• _Required action_:
Copy out the entire listing word for word.

=== Excerpted data ===

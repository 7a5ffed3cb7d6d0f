use crate::shared::api_utils::{get, post, put, ApiTransport};
use crate::shared::error::{ConsoleError, ConsoleResult};
use contracts::domain::a003_sale::{Sale, SaleDto, SaleId};
use contracts::domain::common::AggregateRoot;

pub async fn fetch_by_id<A>(api: &A, id: SaleId) -> ConsoleResult<Sale>
where
    A: ApiTransport + ?Sized,
{
    get(api, &Sale::element_path(id), "").await
}

/// Создание продажи. Остаток проверяет вызывающий код (см. `Console::record_sale`),
/// сервер проверяет его ещё раз.
pub async fn create<A>(api: &A, dto: &SaleDto) -> ConsoleResult<Sale>
where
    A: ApiTransport + ?Sized,
{
    dto.validate().map_err(ConsoleError::Validation)?;
    post(api, &Sale::collection_path(), dto).await
}

pub async fn update<A>(api: &A, id: SaleId, dto: &SaleDto) -> ConsoleResult<Sale>
where
    A: ApiTransport + ?Sized,
{
    dto.validate().map_err(ConsoleError::Validation)?;
    put(api, &Sale::element_path(id), dto).await
}

pub async fn delete_by_id<A>(api: &A, id: SaleId) -> ConsoleResult<()>
where
    A: ApiTransport + ?Sized,
{
    api.delete(&Sale::element_path(id)).await
}
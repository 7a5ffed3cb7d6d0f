use serde::{Deserialize, Serialize};
use std::fmt;

/// CEP: ровно 8 цифр после удаления маски
#[derive(Debug, Clone, PartialEq, Eq, Hash)]
pub struct PostalCode(String);

impl PostalCode {
    /// Принимает "01310-100", "01310100", "01.310-100" и т.п.
    pub fn parse(input: &str) -> Result<Self, String> {
        let digits: String = input.chars().filter(|c| c.is_ascii_digit()).collect();
        if digits.len() != 8 {
            return Err("CEP deve ter 8 dígitos".into());
        }
        Ok(Self(digits))
    }

    /// Только цифры, как уходит в URL поиска
    pub fn digits(&self) -> &str {
        &self.0
    }

    /// Маска 00000-000, как хранится в настройках магазина
    pub fn formatted(&self) -> String {
        format!("{}-{}", &self.0[..5], &self.0[5..])
    }
}

impl fmt::Display for PostalCode {
    fn fmt(&self, f: &mut fmt::Formatter<'_>) -> fmt::Result {
        f.write_str(&self.formatted())
    }
}

/// Адрес, найденный по CEP
#[derive(Debug, Clone, PartialEq, Default, Serialize, Deserialize)]
pub struct Address {
    #[serde(default)]
    pub success: bool,
    #[serde(default)]
    pub cep: String,
    #[serde(default)]
    pub endereco: String,
    #[serde(default)]
    pub complemento: Option<String>,
    #[serde(default)]
    pub bairro: String,
    #[serde(default)]
    pub cidade: String,
    #[serde(default)]
    pub uf: String,
}
use crate::shared::api_utils::{get, ApiTransport};
use crate::shared::error::{ConsoleError, ConsoleResult};
use contracts::domain::a004_store_config::{Address, PostalCode};

/// Поиск адреса по CEP. Маска во входной строке допускается.
pub async fn lookup<A>(api: &A, input: &str) -> ConsoleResult<Address>
where
    A: ApiTransport + ?Sized,
{
    let cep = PostalCode::parse(input).map_err(ConsoleError::Validation)?;
    let mut address: Address = get(api, &format!("/cep/{}/", cep.digits()), "").await?;
    if !address.success {
        return Err(ConsoleError::NotFound(format!("CEP {} não encontrado", cep)));
    }
    if address.cep.is_empty() {
        address.cep = cep.formatted();
    }
    tracing::info!("CEP {}: {}, {}/{}", cep, address.endereco, address.cidade, address.uf);
    Ok(address)
}
use serde::{de::DeserializeOwned, Serialize};
use std::hash::Hash;

/// Трейт для типов идентификаторов записей магазина
pub trait AggregateId:
    Clone + Copy + PartialEq + Eq + Hash + Serialize + DeserializeOwned + std::fmt::Debug
{
    /// Преобразовать ID в строку (в том виде, в каком он уходит в URL)
    fn as_string(&self) -> String;
}

// Магазин выдаёт целочисленные первичные ключи

impl AggregateId for i64 {
    fn as_string(&self) -> String {
        ToString::to_string(self)
    }
}
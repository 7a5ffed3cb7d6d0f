pub mod controller;
pub mod filter;
pub mod page;
pub mod totals;

pub use controller::{ListController, ListScreen};
pub use filter::{FieldKind, FilterField, FilterState, FilterValue};
pub use page::Page;
pub use totals::AggregateSnapshot;
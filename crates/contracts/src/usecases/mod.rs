pub mod u502_generate_report;
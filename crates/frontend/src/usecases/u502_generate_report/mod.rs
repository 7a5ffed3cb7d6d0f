pub mod api;
pub mod builder;

pub use api::{fetch_available, generate, GeneratedReport};
pub use builder::ReportFilterBuilder;
pub mod api;
pub mod list;

pub use list::{ProductListController, ProductsScreen};
use crate::shared::lenient::{count_or_zero, number_or_zero};
use serde::{Deserialize, Serialize};

/// Default number of days for the sales-per-day chart
pub const DEFAULT_CHART_DAYS: u32 = 30;
/// Default number of rows for the top products chart
pub const DEFAULT_TOP_PRODUCTS: u32 = 10;

/// Headline numbers for the dashboard
#[derive(Debug, Clone, PartialEq, Default, Serialize, Deserialize)]
#[serde(default)]
pub struct DashboardStats {
    #[serde(deserialize_with = "count_or_zero")]
    pub total_produtos: i64,
    #[serde(deserialize_with = "count_or_zero")]
    pub produtos_ativos: i64,
    #[serde(deserialize_with = "count_or_zero")]
    pub produtos_estoque_baixo: i64,
    /// Revenue today
    #[serde(deserialize_with = "number_or_zero")]
    pub total_vendas_hoje: f64,
    /// Revenue in the current month
    #[serde(deserialize_with = "number_or_zero")]
    pub total_vendas_mes: f64,
    #[serde(deserialize_with = "count_or_zero")]
    pub quantidade_vendas_hoje: i64,
    #[serde(deserialize_with = "count_or_zero")]
    pub quantidade_vendas_mes: i64,
    /// None when nothing was sold yet
    pub produto_mais_vendido: Option<String>,
    pub categoria_mais_vendida: Option<String>,
}

/// One point of the sales-per-day series
#[derive(Debug, Clone, PartialEq, Default, Serialize, Deserialize)]
#[serde(default)]
pub struct DailySales {
    /// Date in format "YYYY-MM-DD"
    pub data: String,
    #[serde(deserialize_with = "number_or_zero")]
    pub total_vendas: f64,
    #[serde(deserialize_with = "count_or_zero")]
    pub quantidade_vendas: i64,
}

#[derive(Debug, Clone, PartialEq, Default, Serialize, Deserialize)]
#[serde(default)]
pub struct TopProduct {
    pub nome: String,
    pub categoria: Option<String>,
    /// Units sold
    #[serde(deserialize_with = "count_or_zero")]
    pub total_vendido: i64,
    #[serde(deserialize_with = "number_or_zero")]
    pub valor_total: f64,
    #[serde(deserialize_with = "count_or_zero")]
    pub estoque_atual: i64,
}

#[derive(Debug, Clone, PartialEq, Default, Serialize, Deserialize)]
#[serde(default)]
pub struct CategorySales {
    pub categoria: String,
    #[serde(deserialize_with = "count_or_zero")]
    pub total_produtos: i64,
    #[serde(deserialize_with = "number_or_zero")]
    pub total_vendas: f64,
    #[serde(deserialize_with = "count_or_zero")]
    pub quantidade_vendida: i64,
}

/// Everything the dashboard screen shows, loaded together
#[derive(Debug, Clone, PartialEq, Default)]
pub struct DashboardSnapshot {
    pub stats: DashboardStats,
    pub daily_sales: Vec<DailySales>,
    pub top_products: Vec<TopProduct>,
    pub by_category: Vec<CategorySales>,
}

===

• _Answer to the problem_:
repository 7a5ffed3cb7d6d0f
use crate::shared::api_utils::{get, post, put, ApiTransport};
use crate::shared::error::{ConsoleError, ConsoleResult};
use contracts::domain::a003_sale::{Sale, SaleDto, SaleId};
use contracts::domain::common::AggregateRoot;

pub async fn fetch_by_id<A>(api: &A, id: SaleId) -> ConsoleResult<Sale>
where
    A: ApiTransport + ?Sized,
{
    get(api, &Sale::element_path(id), "").await
}

/// Создание продажи. Остаток проверяет вызывающий код (см. `Console::record_sale`),
/// сервер проверяет его ещё раз.
pub async fn create<A>(api: &A, dto: &SaleDto) -> ConsoleResult<Sale>
where
    A: ApiTransport + ?Sized,
{
    dto.validate().map_err(ConsoleError::Validation)?;
    post(api, &Sale::collection_path(), dto).await
}

pub async fn update<A>(api: &A, id: SaleId, dto: &SaleDto) -> ConsoleResult<Sale>
where
    A: ApiTransport + ?Sized,
{
    dto.validate().map_err(ConsoleError::Validation)?;
    put(api, &Sale::element_path(id), dto).await
}

pub async fn delete_by_id<A>(api: &A, id: SaleId) -> ConsoleResult<()>
where
    A: ApiTransport + ?Sized,
{
    api.delete(&Sale::element_path(id)).await
}
repository 7a5ffed3cb7d6d0f
use serde::{Deserialize, Serialize};
use std::fmt;

/// CEP: ровно 8 цифр после удаления маски
#[derive(Debug, Clone, PartialEq, Eq, Hash)]
pub struct PostalCode(String);

impl PostalCode {
    /// Принимает "01310-100", "01310100", "01.310-100" и т.п.
    pub fn parse(input: &str) -> Result<Self, String> {
        let digits: String = input.chars().filter(|c| c.is_ascii_digit()).collect();
        if digits.len() != 8 {
            return Err("CEP deve ter 8 dígitos".into());
        }
        Ok(Self(digits))
    }

    /// Только цифры, как уходит в URL поиска
    pub fn digits(&self) -> &str {
        &self.0
    }

    /// Маска 00000-000, как хранится в настройках магазина
    pub fn formatted(&self) -> String {
        format!("{}-{}", &self.0[..5], &self.0[5..])
    }
}

impl fmt::Display for PostalCode {
    fn fmt(&self, f: &mut fmt::Formatter<'_>) -> fmt::Result {
        f.write_str(&self.formatted())
    }
}

/// Адрес, найденный по CEP
#[derive(Debug, Clone, PartialEq, Default, Serialize, Deserialize)]
pub struct Address {
    #[serde(default)]
    pub success: bool,
    #[serde(default)]
    pub cep: String,
    #[serde(default)]
    pub endereco: String,
    #[serde(default)]
    pub complemento: Option<String>,
    #[serde(default)]
    pub bairro: String,
    #[serde(default)]
    pub cidade: String,
    #[serde(default)]
    pub uf: String,
}
use crate::shared::api_utils::{get, ApiTransport};
use crate::shared::error::{ConsoleError, ConsoleResult};
use contracts::domain::a004_store_config::{Address, PostalCode};

/// Поиск адреса по CEP. Маска во входной строке допускается.
pub async fn lookup<A>(api: &A, input: &str) -> ConsoleResult<Address>
where
    A: ApiTransport + ?Sized,
{
    let cep = PostalCode::parse(input).map_err(ConsoleError::Validation)?;
    let mut address: Address = get(api, &format!("/cep/{}/", cep.digits()), "").await?;
    if !address.success {
        return Err(ConsoleError::NotFound(format!("CEP {} não encontrado", cep)));
    }
    if address.cep.is_empty() {
        address.cep = cep.formatted();
    }
    tracing::info!("CEP {}: {}, {}/{}", cep, address.endereco, address.cidade, address.uf);
    Ok(address)
}
use serde::{de::DeserializeOwned, Serialize};
use std::hash::Hash;

/// Трейт для типов идентификаторов записей магазина
pub trait AggregateId:
    Clone + Copy + PartialEq + Eq + Hash + Serialize + DeserializeOwned + std::fmt::Debug
{
    /// Преобразовать ID в строку (в том виде, в каком он уходит в URL)
    fn as_string(&self) -> String;
}

// Магазин выдаёт целочисленные первичные ключи

impl AggregateId for i64 {
    fn as_string(&self) -> String {
        ToString::to_string(self)
    }
}
repository 7a5ffed3cb7d6d0f
pub mod controller;
pub mod filter;
pub mod page;
pub mod totals;

pub use controller::{ListController, ListScreen};
pub use filter::{FieldKind, FilterField, FilterState, FilterValue};
pub use page::Page;
pub use totals::AggregateSnapshot;
filename crates/contracts/src/usecases/mod.rs
pub mod u502_generate_report;
filename crates/frontend/src/usecases/u502_generate_report/mod.rs
repository 7a5ffed3cb7d6d0f
pub mod api;
pub mod builder;

pub use api::{fetch_available, generate, GeneratedReport};
pub use builder::ReportFilterBuilder;
pub mod api;
pub mod list;

pub use list::{ProductListController, ProductsScreen};
use crate::shared::lenient::{count_or_zero, number_or_zero};
use serde::{Deserialize, Serialize};

/// Default number of days for the sales-per-day chart
pub const DEFAULT_CHART_DAYS: u32 = 30;
/// Default number of rows for the top products chart
pub const DEFAULT_TOP_PRODUCTS: u32 = 10;

/// Headline numbers for the dashboard
#[derive(Debug, Clone, PartialEq, Default, Serialize, Deserialize)]
#[serde(default)]
pub struct DashboardStats {
    #[serde(deserialize_with = "count_or_zero")]
    pub total_produtos: i64,
    #[serde(deserialize_with = "count_or_zero")]
    pub produtos_ativos: i64,
    #[serde(deserialize_with = "count_or_zero")]
    pub produtos_estoque_baixo: i64,
    /// Revenue today
    #[serde(deserialize_with = "number_or_zero")]
    pub total_vendas_hoje: f64,
    /// Revenue in the current month
    #[serde(deserialize_with = "number_or_zero")]
    pub total_vendas_mes: f64,
    #[serde(deserialize_with = "count_or_zero")]
    pub quantidade_vendas_hoje: i64,
    #[serde(deserialize_with = "count_or_zero")]
    pub quantidade_vendas_mes: i64,
    /// None when nothing was sold yet
    pub produto_mais_vendido: Option<String>,
    pub categoria_mais_vendida: Option<String>,
}

/// One point of the sales-per-day series
#[derive(Debug, Clone, PartialEq, Default, Serialize, Deserialize)]
#[serde(default)]
pub struct DailySales {
    /// Date in format "YYYY-MM-DD"
    pub data: String,
    #[serde(deserialize_with = "number_or_zero")]
    pub total_vendas: f64,
    #[serde(deserialize_with = "count_or_zero")]
    pub quantidade_vendas: i64,
}

#[derive(Debug, Clone, PartialEq, Default, Serialize, Deserialize)]
#[serde(default)]
pub struct TopProduct {
    pub nome: String,
    pub categoria: Option<String>,
    /// Units sold
    #[serde(deserialize_with = "count_or_zero")]
    pub total_vendido: i64,
    #[serde(deserialize_with = "number_or_zero")]
    pub valor_total: f64,
    #[serde(deserialize_with = "count_or_zero")]
    pub estoque_atual: i64,
}

#[derive(Debug, Clone, PartialEq, Default, Serialize, Deserialize)]
#[serde(default)]
pub struct CategorySales {
    pub categoria: String,
    #[serde(deserialize_with = "count_or_zero")]
    pub total_produtos: i64,
    #[serde(deserialize_with = "number_or_zero")]
    pub total_vendas: f64,
    #[serde(deserialize_with = "count_or_zero")]
    pub quantidade_vendida: i64,
}

/// Everything the dashboard screen shows, loaded together
#[derive(Debug, Clone, PartialEq, Default)]
pub struct DashboardSnapshot {
    pub stats: DashboardStats,
    pub daily_sales: Vec<DailySales>,
    pub top_products: Vec<TopProduct>,
    pub by_category: Vec<CategorySales>,
}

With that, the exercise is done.